#### TASK STATEMENT:
Of the lines below, report only those that contain "sigmoid".
Top of DATA FOR ANALYSIS
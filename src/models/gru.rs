//! GRU cell with backpropagation through time

use super::{outer, sigmoid, tanh, ParameterArena};
use ndarray::{Array1, Array2};
use ndarray_rand::rand_distr::Uniform;
use ndarray_rand::RandomExt;
use serde::{Deserialize, Serialize};

#[derive(Debug, Clone, Default)]
struct GruGradients {
    w_z: Array2<f64>,
    u_z: Array2<f64>,
    b_z: Array1<f64>,
    w_r: Array2<f64>,
    u_r: Array2<f64>,
    b_r: Array1<f64>,
    w_n: Array2<f64>,
    u_n: Array2<f64>,
    b_n: Array1<f64>,
}

#[derive(Debug, Clone)]
struct GruStep {
    x: Array1<f64>,
    h_prev: Array1<f64>,
    z: Array1<f64>,
    r: Array1<f64>,
    n: Array1<f64>,
}

/// Gated recurrent unit
#[derive(Debug, Clone, Serialize, Deserialize)]
pub struct GruCell {
    input_size: usize,
    hidden_size: usize,

    // Update gate
    w_z: Array2<f64>,
    u_z: Array2<f64>,
    b_z: Array1<f64>,

    // Reset gate
    w_r: Array2<f64>,
    u_r: Array2<f64>,
    b_r: Array1<f64>,

    // Candidate state
    w_n: Array2<f64>,
    u_n: Array2<f64>,
    b_n: Array1<f64>,

    #[serde(skip)]
    grads: GruGradients,
    #[serde(skip)]
    cache: Vec<GruStep>,
}

impl GruCell {
    pub fn new(input_size: usize, hidden_size: usize) -> Self {
        let limit = (1.0 / hidden_size as f64).sqrt();
        let input_dist = Uniform::new(-limit, limit);

        let mut cell = Self {
            input_size,
            hidden_size,
            w_z: Array2::random((hidden_size, input_size), input_dist),
            u_z: Array2::random((hidden_size, hidden_size), input_dist),
            b_z: Array1::zeros(hidden_size),
            w_r: Array2::random((hidden_size, input_size), input_dist),
            u_r: Array2::random((hidden_size, hidden_size), input_dist),
            b_r: Array1::zeros(hidden_size),
            w_n: Array2::random((hidden_size, input_size), input_dist),
            u_n: Array2::random((hidden_size, hidden_size), input_dist),
            b_n: Array1::zeros(hidden_size),
            grads: GruGradients::default(),
            cache: Vec::new(),
        };
        cell.zero_grads();
        cell
    }

    pub fn input_size(&self) -> usize {
        self.input_size
    }

    pub fn hidden_size(&self) -> usize {
        self.hidden_size
    }

    /// One step: returns the gate activations and the new hidden state
    fn step(
        &self,
        x: &Array1<f64>,
        h_prev: &Array1<f64>,
    ) -> (Array1<f64>, Array1<f64>, Array1<f64>, Array1<f64>) {
        // z = σ(W_z x + U_z h + b_z)
        let z = sigmoid(&(self.w_z.dot(x) + self.u_z.dot(h_prev) + &self.b_z));
        // r = σ(W_r x + U_r h + b_r)
        let r = sigmoid(&(self.w_r.dot(x) + self.u_r.dot(h_prev) + &self.b_r));
        // n = tanh(W_n x + U_n (r * h) + b_n)
        let rh = &r * h_prev;
        let n = tanh(&(self.w_n.dot(x) + self.u_n.dot(&rh) + &self.b_n));
        // h' = (1 - z) * n + z * h
        let h_new = &n + &(&z * &(h_prev - &n));

        (z, r, n, h_new)
    }

    /// Run the full sequence for inference, returning the hidden state at
    /// every timestep
    pub fn forward(&self, inputs: &[Array1<f64>]) -> Vec<Array1<f64>> {
        let mut h = Array1::zeros(self.hidden_size);
        let mut outputs = Vec::with_capacity(inputs.len());

        for x in inputs {
            let (_, _, _, h_new) = self.step(x, &h);
            h = h_new;
            outputs.push(h.clone());
        }

        outputs
    }

    /// Run the full sequence caching every step for [`Self::backward`]
    pub fn forward_train(&mut self, inputs: &[Array1<f64>]) -> Vec<Array1<f64>> {
        self.cache.clear();
        let mut h = Array1::zeros(self.hidden_size);
        let mut outputs = Vec::with_capacity(inputs.len());

        for x in inputs {
            let (z, r, n, h_new) = self.step(x, &h);
            self.cache.push(GruStep {
                x: x.clone(),
                h_prev: h.clone(),
                z,
                r,
                n,
            });
            h = h_new;
            outputs.push(h.clone());
        }

        outputs
    }

    /// Backpropagate through the cached sequence.
    ///
    /// `dh_out[t]` is the loss gradient flowing into the hidden state emitted
    /// at timestep `t` from the layer above; the return value is the same
    /// quantity for the layer below.
    pub fn backward(&mut self, dh_out: &[Array1<f64>]) -> Vec<Array1<f64>> {
        let steps = self.cache.len();
        let mut dx_all = vec![Array1::zeros(self.input_size); steps];
        let mut dh_next = Array1::zeros(self.hidden_size);

        for t in (0..steps).rev() {
            let step = &self.cache[t];
            let dh = &dh_out[t] + &dh_next;

            let one_minus_z = step.z.mapv(|v| 1.0 - v);
            let dz = &dh * &(&step.h_prev - &step.n);
            let dn = &dh * &one_minus_z;
            let mut dh_prev = &dh * &step.z;

            let dn_pre = &dn * &step.n.mapv(|v| 1.0 - v * v);
            let rh = &step.r * &step.h_prev;
            self.grads.w_n += &outer(&dn_pre, &step.x);
            self.grads.u_n += &outer(&dn_pre, &rh);
            self.grads.b_n += &dn_pre;

            let drh = self.u_n.t().dot(&dn_pre);
            let dr = &drh * &step.h_prev;
            dh_prev += &(&drh * &step.r);

            let dz_pre = &dz * &(&step.z * &one_minus_z);
            let dr_pre = &dr * &step.r.mapv(|v| v * (1.0 - v));
            self.grads.w_z += &outer(&dz_pre, &step.x);
            self.grads.u_z += &outer(&dz_pre, &step.h_prev);
            self.grads.b_z += &dz_pre;
            self.grads.w_r += &outer(&dr_pre, &step.x);
            self.grads.u_r += &outer(&dr_pre, &step.h_prev);
            self.grads.b_r += &dr_pre;

            dh_prev += &self.u_z.t().dot(&dz_pre);
            dh_prev += &self.u_r.t().dot(&dr_pre);

            dx_all[t] = self.w_z.t().dot(&dz_pre)
                + self.w_r.t().dot(&dr_pre)
                + self.w_n.t().dot(&dn_pre);
            dh_next = dh_prev;
        }

        dx_all
    }

    pub fn zero_grads(&mut self) {
        self.grads = GruGradients {
            w_z: Array2::zeros(self.w_z.raw_dim()),
            u_z: Array2::zeros(self.u_z.raw_dim()),
            b_z: Array1::zeros(self.b_z.raw_dim()),
            w_r: Array2::zeros(self.w_r.raw_dim()),
            u_r: Array2::zeros(self.u_r.raw_dim()),
            b_r: Array1::zeros(self.b_r.raw_dim()),
            w_n: Array2::zeros(self.w_n.raw_dim()),
            u_n: Array2::zeros(self.u_n.raw_dim()),
            b_n: Array1::zeros(self.b_n.raw_dim()),
        };
    }

    pub(crate) fn params_mut(&mut self) -> Vec<&mut f64> {
        self.w_z
            .iter_mut()
            .chain(self.u_z.iter_mut())
            .chain(self.b_z.iter_mut())
            .chain(self.w_r.iter_mut())
            .chain(self.u_r.iter_mut())
            .chain(self.b_r.iter_mut())
            .chain(self.w_n.iter_mut())
            .chain(self.u_n.iter_mut())
            .chain(self.b_n.iter_mut())
            .collect()
    }

    pub(crate) fn grads(&self) -> Vec<f64> {
        self.grads
            .w_z
            .iter()
            .chain(self.grads.u_z.iter())
            .chain(self.grads.b_z.iter())
            .chain(self.grads.w_r.iter())
            .chain(self.grads.u_r.iter())
            .chain(self.grads.b_r.iter())
            .chain(self.grads.w_n.iter())
            .chain(self.grads.u_n.iter())
            .chain(self.grads.b_n.iter())
            .copied()
            .collect()
    }

    pub fn parameter_count(&self) -> usize {
        self.w_z.len()
            + self.u_z.len()
            + self.b_z.len()
            + self.w_r.len()
            + self.u_r.len()
            + self.b_r.len()
            + self.w_n.len()
            + self.u_n.len()
            + self.b_n.len()
    }

    pub(crate) fn register(&self, arena: &mut ParameterArena) {
        for len in [
            self.w_z.len(),
            self.u_z.len(),
            self.b_z.len(),
            self.w_r.len(),
            self.u_r.len(),
            self.b_r.len(),
            self.w_n.len(),
            self.u_n.len(),
            self.b_n.len(),
        ] {
            arena.register(len);
        }
    }
}

#[cfg(test)]
mod tests {
    use super::*;

    #[test]
    fn test_gru_forward_shapes() {
        let cell = GruCell::new(1, 16);
        let inputs = vec![Array1::zeros(1); 10];
        let outputs = cell.forward(&inputs);

        assert_eq!(outputs.len(), 10);
        assert_eq!(outputs[0].len(), 16);
    }

    #[test]
    fn test_gru_backward_shapes() {
        let mut cell = GruCell::new(1, 8);
        cell.zero_grads();
        let inputs = vec![Array1::ones(1); 5];
        cell.forward_train(&inputs);

        let dh_out = vec![Array1::ones(8); 5];
        let dx = cell.backward(&dh_out);

        assert_eq!(dx.len(), 5);
        assert_eq!(dx[0].len(), 1);
        assert_eq!(cell.grads().len(), cell.parameter_count());
    }
}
Bottom of DATA FOR ANALYSIS
#### TASK SOLUTION:
use super::{outer, sigmoid, tanh, ParameterArena};
        let z = sigmoid(&(self.w_z.dot(x) + self.u_z.dot(h_prev) + &self.b_z));
        let r = sigmoid(&(self.w_r.dot(x) + self.u_r.dot(h_prev) + &self.b_r));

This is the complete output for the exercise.